Treatment of chronically Trypanosoma cruzi infected subjects with benznidazole induces a transient increase in T. cruzi-specific memory T cells with characteristics of short-lived T cells.

LAUCELLA SA; PÉREZ D; ALVAREZ MG; BERTOCCHI G; ALBAREDA MC; VIOTTI R; POSTAN M; ARMENTI A; TARLETON RL

Philadelphia, USA

Congreso; American Society of Tropical Medicine and Hygiene 56th Annual Meeting.; 2007

We have studied the change in T. cruzi-specific T cell responses following treatment of chronic chagasic subjects with benznidazole (BZ).
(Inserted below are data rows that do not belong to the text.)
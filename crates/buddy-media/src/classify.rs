//! Which attachments the bot can show to the model.

use buddy_core::message::IncomingMessage;

/// Container extensions treated as video when the MIME type is missing.
const VIDEO_EXTENSIONS: &[&str] = &[".mp4", ".webm", ".mov", ".mkv", ".avi"];

#[derive(Debug, Clone, Copy, PartialEq, Eq)]
pub enum MediaKind {
    Photo,
    Sticker,
    Animation,
    Document,
}

/// One downloadable attachment.
#[derive(Debug, Clone, PartialEq, Eq)]
pub struct MediaDescriptor {
    pub file_id: String,
    /// MIME type declared by the sender.
    pub mime_type: Option<String>,
    pub file_name: Option<String>,
    pub kind: MediaKind,
    /// Still preview to use when frames cannot be extracted.
    pub fallback_file_id: Option<String>,
}

impl MediaDescriptor {
    fn new(file_id: &str, kind: MediaKind) -> Self {
        Self {
            file_id: file_id.to_string(),
            mime_type: None,
            file_name: None,
            kind,
            fallback_file_id: None,
        }
    }

    /// Animations and anything declared as a video container.
    pub fn is_video(&self) -> bool {
        self.kind == MediaKind::Animation
            || is_video_by_meta(self.mime_type.as_deref(), self.file_name.as_deref())
    }
}

/// `video/*` MIME type, or a known container extension.
pub fn is_video_by_meta(mime_type: Option<&str>, file_name: Option<&str>) -> bool {
    if mime_type.is_some_and(|m| m.to_ascii_lowercase().starts_with("video/")) {
        return true;
    }
    file_name.is_some_and(|name| {
        let name = name.to_ascii_lowercase();
        VIDEO_EXTENSIONS.iter().any(|ext| name.ends_with(ext))
    })
}

/// Whether the message carries an attachment the bot can materialize.
pub fn has_supported_media(msg: &IncomingMessage) -> bool {
    !extract_media_items(msg).is_empty()
}

/// The attachments of one message, in the order they should be sent.
///
/// Checks photo, sticker, animation and document in that order and takes
/// the first present. Never fails: unsupported input yields nothing.
pub fn extract_media_items(msg: &IncomingMessage) -> Vec<MediaDescriptor> {
    // Variants come in ascending resolution.
    if let Some(photo) = msg.photo.last() {
        return vec![MediaDescriptor::new(&photo.file_id, MediaKind::Photo)];
    }

    if let Some(sticker) = &msg.sticker {
        if sticker.is_animated {
            return Vec::new();
        }
        let mut item = MediaDescriptor::new(&sticker.file_id, MediaKind::Sticker);
        if sticker.is_video {
            item.mime_type = Some("video/webm".into());
        }
        return vec![item];
    }

    if let Some(animation) = &msg.animation {
        return vec![MediaDescriptor {
            file_id: animation.file_id.clone(),
            mime_type: animation.mime_type.clone(),
            file_name: animation.file_name.clone(),
            kind: MediaKind::Animation,
            fallback_file_id: animation.thumbnail.as_ref().map(|t| t.file_id.clone()),
        }];
    }

    if let Some(doc) = &msg.document {
        let is_image = doc
            .mime_type
            .as_deref()
            .is_some_and(|m| m.to_ascii_lowercase().starts_with("image/"));
        let is_gif_name = doc
            .file_name
            .as_deref()
            .is_some_and(|n| n.to_ascii_lowercase().ends_with(".gif"));
        if is_image || is_gif_name {
            return vec![MediaDescriptor {
                file_id: doc.file_id.clone(),
                mime_type: doc.mime_type.clone(),
                file_name: doc.file_name.clone(),
                kind: MediaKind::Document,
                fallback_file_id: None,
            }];
        }
    }

    Vec::new()
}

#[cfg(test)]
mod tests {
    use super::*;
    use crate::test_support::{message, photo};
    use buddy_core::message::{Animation, Document, Sticker};

    #[test]
    fn test_photo_takes_largest_variant() {
        let mut msg = message(1);
        msg.photo = vec![photo("s"), photo("m"), photo("l")];
        let items = extract_media_items(&msg);
        assert_eq!(items.len(), 1);
        assert_eq!(items[0].file_id, "l");
        assert_eq!(items[0].kind, MediaKind::Photo);
        assert!(has_supported_media(&msg));
    }

    #[test]
    fn test_animated_sticker_skipped() {
        let mut msg = message(1);
        msg.sticker = Some(Sticker {
            file_id: "st".into(),
            is_animated: true,
            is_video: false,
        });
        assert!(!has_supported_media(&msg));
        assert!(extract_media_items(&msg).is_empty());
    }

    #[test]
    fn test_video_sticker_goes_through_frames() {
        let mut msg = message(1);
        msg.sticker = Some(Sticker {
            file_id: "vs".into(),
            is_animated: false,
            is_video: true,
        });
        let items = extract_media_items(&msg);
        assert_eq!(items[0].kind, MediaKind::Sticker);
        assert!(items[0].is_video());
    }

    #[test]
    fn test_animation_records_thumbnail() {
        let mut msg = message(1);
        msg.animation = Some(Animation {
            file_id: "an".into(),
            mime_type: Some("video/mp4".into()),
            file_name: Some("a.mp4".into()),
            thumbnail: Some(photo("thumb")),
        });
        let items = extract_media_items(&msg);
        assert_eq!(items[0].fallback_file_id.as_deref(), Some("thumb"));
        assert!(items[0].is_video());
    }

    #[test]
    fn test_documents() {
        let mut msg = message(1);
        msg.document = Some(Document {
            file_id: "d".into(),
            mime_type: Some("application/pdf".into()),
            file_name: Some("report.pdf".into()),
        });
        assert!(!has_supported_media(&msg));

        msg.document = Some(Document {
            file_id: "d".into(),
            mime_type: None,
            file_name: Some("FUNNY.GIF".into()),
        });
        assert!(has_supported_media(&msg));

        msg.document = Some(Document {
            file_id: "d".into(),
            mime_type: Some("Image/PNG".into()),
            file_name: None,
        });
        let items = extract_media_items(&msg);
        assert_eq!(items[0].kind, MediaKind::Document);
        assert!(!items[0].is_video());
    }

    #[test]
    fn test_text_only_has_no_media() {
        let msg = message(1);
        assert!(!has_supported_media(&msg));
        assert!(extract_media_items(&msg).is_empty());
    }

    #[test]
    fn test_video_by_meta() {
        assert!(is_video_by_meta(Some("VIDEO/quicktime"), None));
        assert!(is_video_by_meta(None, Some("clip.MKV")));
        assert!(!is_video_by_meta(Some("image/gif"), Some("x.gif")));
        assert!(!is_video_by_meta(None, None));
    }
}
In comparison to untreated subjects, who generally show a stable level of IFN-g-producing memory T cells specific for T. cruzi, a significant proportion of BZ-treated subjects exhibit an initial increase in IFN-g responses between 2 or 6 months post treatment (PT), followed by a decrease to undetectable levels 12 months after treatment. To further explore the mechanisms of these changes in frequency in parasite-specific memory T cells, we 1) analyzed the expression of two hallmarks of bona fide memory T cells on T. cruzi-specific T cells, the homeostatic receptor CD122 (IL2R_/IL15R_) and the lymphoid homing molecule CCR7, to determine if the increase in parasite-specific T cells early after treatment corresponds to long-lived T cells and 2) used in vitro culture to attempt to expand the population of remaining T. cruzi -specific T cells possibly present at 12 months PT. The phenotypic analysis of T. cruzi-specific memory T cells at 2-6 months PT showed that in all individuals evaluated, T. cruzi-specific IFN-g-producing T cells did not differ from those observed prior to treatment, with low expression of CD122 and CCR7. Likewise, when parasite-specific T cells with the capacity to simultaneously produce IFN-g and IL-2 were detected, these cells were also negative for the markers tested. In individuals who lacked T. cruzi-specific T cell responses responses at 12 months PT, a round of in vitro stimulation failed to expand the population of T. cruzi responsive cells. However, samples from these same subjects taken prior to treatment displayed a10-20 fold expansion of T. cruzi-specific IFN-g-secreting T cells. These data demonstrate that treatment with BZ during the chronic phase may induce a transient increase of effector memory T cells specific for T. cruzi with phenotypic features of short-lived T cells. These changes may be useful surrogate markers for assessing treatment efficacy.